Sony Losing $240 for Each PlayStation 3 Sold

Gaming Tech News

Sony released its highly anticipated PlayStation 3 last week and was
met with overwhelming demand despite selling the consoles for
as much as $599. iSuppli, a technology-research company based in
California, took apart the PlayStation 3 to estimate how much it
cost to make. What did they find? Even with the high price tag, Sony
will be losing close to $240 for each console sold, due to specialized
components used. WSJ.com (subscription required) has an interesting Q&A
with iSuppli’s Andrew Rassweiler, who talks about the take
part / estimation process:

So what does the PlayStation 3 look like on the inside?

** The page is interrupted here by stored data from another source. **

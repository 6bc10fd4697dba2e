//! Entity trait: identity + continuity across state changes.

/// Entity marker + minimal interface.
///
/// Lots and categories are entities: two records with the same identifier are
/// the same record, whatever their other fields say.
pub trait Entity {
    /// Strongly-typed entity identifier.
    type Id: Clone + Eq + core::hash::Hash + core::fmt::Debug;

    /// Returns the entity identifier.
    fn id(&self) -> &Self::Id;
}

It looks very much like some of the Apple devices we’ve taken apart. There is a lot going on in there; it’s almost a supercomputer. The motherboard has so much silicon on it, with so much heat coming off of it, that they had to make a custom enclosure to draw heat off the chips. That means the motherboard is caged in its own monstrous custom cooling cage, which is something we had never seen before. There is also a large-diameter fan, the likes of which we have never seen. It’s much bigger than the fan in your PC.

Why does the PlayStation 3 remind you of an Apple product?

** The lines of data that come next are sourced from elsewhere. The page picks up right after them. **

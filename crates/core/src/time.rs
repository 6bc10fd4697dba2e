//! Instant parsing for source-supplied timestamps.
//!
//! Timestamps arrive as strings in whatever shape the lot source stored them.
//! They are always converted to `DateTime<Utc>` before any comparison; comparing
//! the raw strings orders `2024-1-9` after `2024-01-10`.

use chrono::{DateTime, NaiveDate, NaiveDateTime, Utc};

use crate::error::{DomainError, DomainResult};

const NAIVE_DATETIME_FORMATS: &[&str] = &[
    "%Y-%m-%d %H:%M:%S%.f",
    "%Y-%m-%dT%H:%M:%S%.f",
    "%Y-%m-%d %H:%M",
];

/// Parse a timestamp into a UTC instant.
///
/// Accepted shapes, tried in order:
/// - RFC 3339 (`2024-03-01T10:00:00.000Z`, `2024-03-01T10:00:00+02:00`)
/// - naive date-time, interpreted as UTC (`2024-03-01 10:00:00`)
/// - bare date, interpreted as midnight UTC (`2024-03-01`)
pub fn parse_instant(field: &'static str, raw: &str) -> DomainResult<DateTime<Utc>> {
    let value = raw.trim();

    if let Ok(dt) = DateTime::parse_from_rfc3339(value) {
        return Ok(dt.with_timezone(&Utc));
    }

    for format in NAIVE_DATETIME_FORMATS {
        if let Ok(naive) = NaiveDateTime::parse_from_str(value, format) {
            return Ok(naive.and_utc());
        }
    }

    if let Ok(date) = NaiveDate::parse_from_str(value, "%Y-%m-%d") {
        if let Some(midnight) = date.and_hms_opt(0, 0, 0) {
            return Ok(midnight.and_utc());
        }
    }

    Err(DomainError::invalid_timestamp(field, raw))
}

Apple pushes the design envelope, in that they try to pack as much into as little space as possible. The PlayStation 3 employs a lot of the same tricks and techniques, in that they have packed a lot of power into this box. For example, the new Xbox 360 has an external power supply that is 200 watts. But the PlayStation 3 has a 400-watt power supply, but it’s internal. So in addition to the motherboard with all those chips, they’ve also jammed a high-density power supply, something that also creates its own heat. All that requires some very clever engineering. By comparison, the Xbox 360 felt like a PC motherboard.

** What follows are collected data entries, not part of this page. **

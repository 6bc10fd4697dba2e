//! Timestamp reconciliation across merged lots.

use chrono::{DateTime, Utc};

/// Creation/update instants of a record.
#[derive(Debug, Clone, Copy, PartialEq, Eq)]
pub struct Lifespan {
    pub created_at: DateTime<Utc>,
    pub updated_at: DateTime<Utc>,
}

impl Lifespan {
    pub fn new(created_at: DateTime<Utc>, updated_at: DateTime<Utc>) -> Self {
        Self {
            created_at,
            updated_at,
        }
    }

    /// Earliest creation, latest update.
    pub fn merge(self, other: Lifespan) -> Lifespan {
        Lifespan {
            created_at: self.created_at.min(other.created_at),
            updated_at: self.updated_at.max(other.updated_at),
        }
    }
}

Did it look like anything you had seen before?

We have been doing this for four years, and during all that time, we have only seen three chips with [an input/output] count of more than 1,200. But the PlayStation 3 has three such chips all by itself. These input/output locations are the places where the chip is soldered to the motherboard; they are how the chip communicates with the outside world, and their number is a good benchmark for the chip’s complexity. That means the silicon chips inside the PlayStation 3 have more than 1,200 small bumps on their bottom side, even though the chips measure just an inch and a half by an inch and a half.

Even though console makers such as Sony usually make their money on game royalties, rather than hardware, $240 is a lot of money to lose on each unit. Have you ever seen a gap between price tag and production cost that is so big?

No. But remember, you have a relatively long life cycle in games, so you’ve really got to shoot for the bleeding edge if you want your product to be relevant over a four-year life span. As a result, you end up using new technologies that tend to be more expensive upfront. But if we were to redo this analysis a year from now, it will be very different. When we did the Xbox 360 a year ago, we said it cost them $550 to make, compared to a price tag of $500. Now the same box a year later costs about $325 to make.

What is it like to actually play games on the PlayStation 3?

We didn’t have any time to play. The first thing we did when we opened the box is take a screwdriver to it.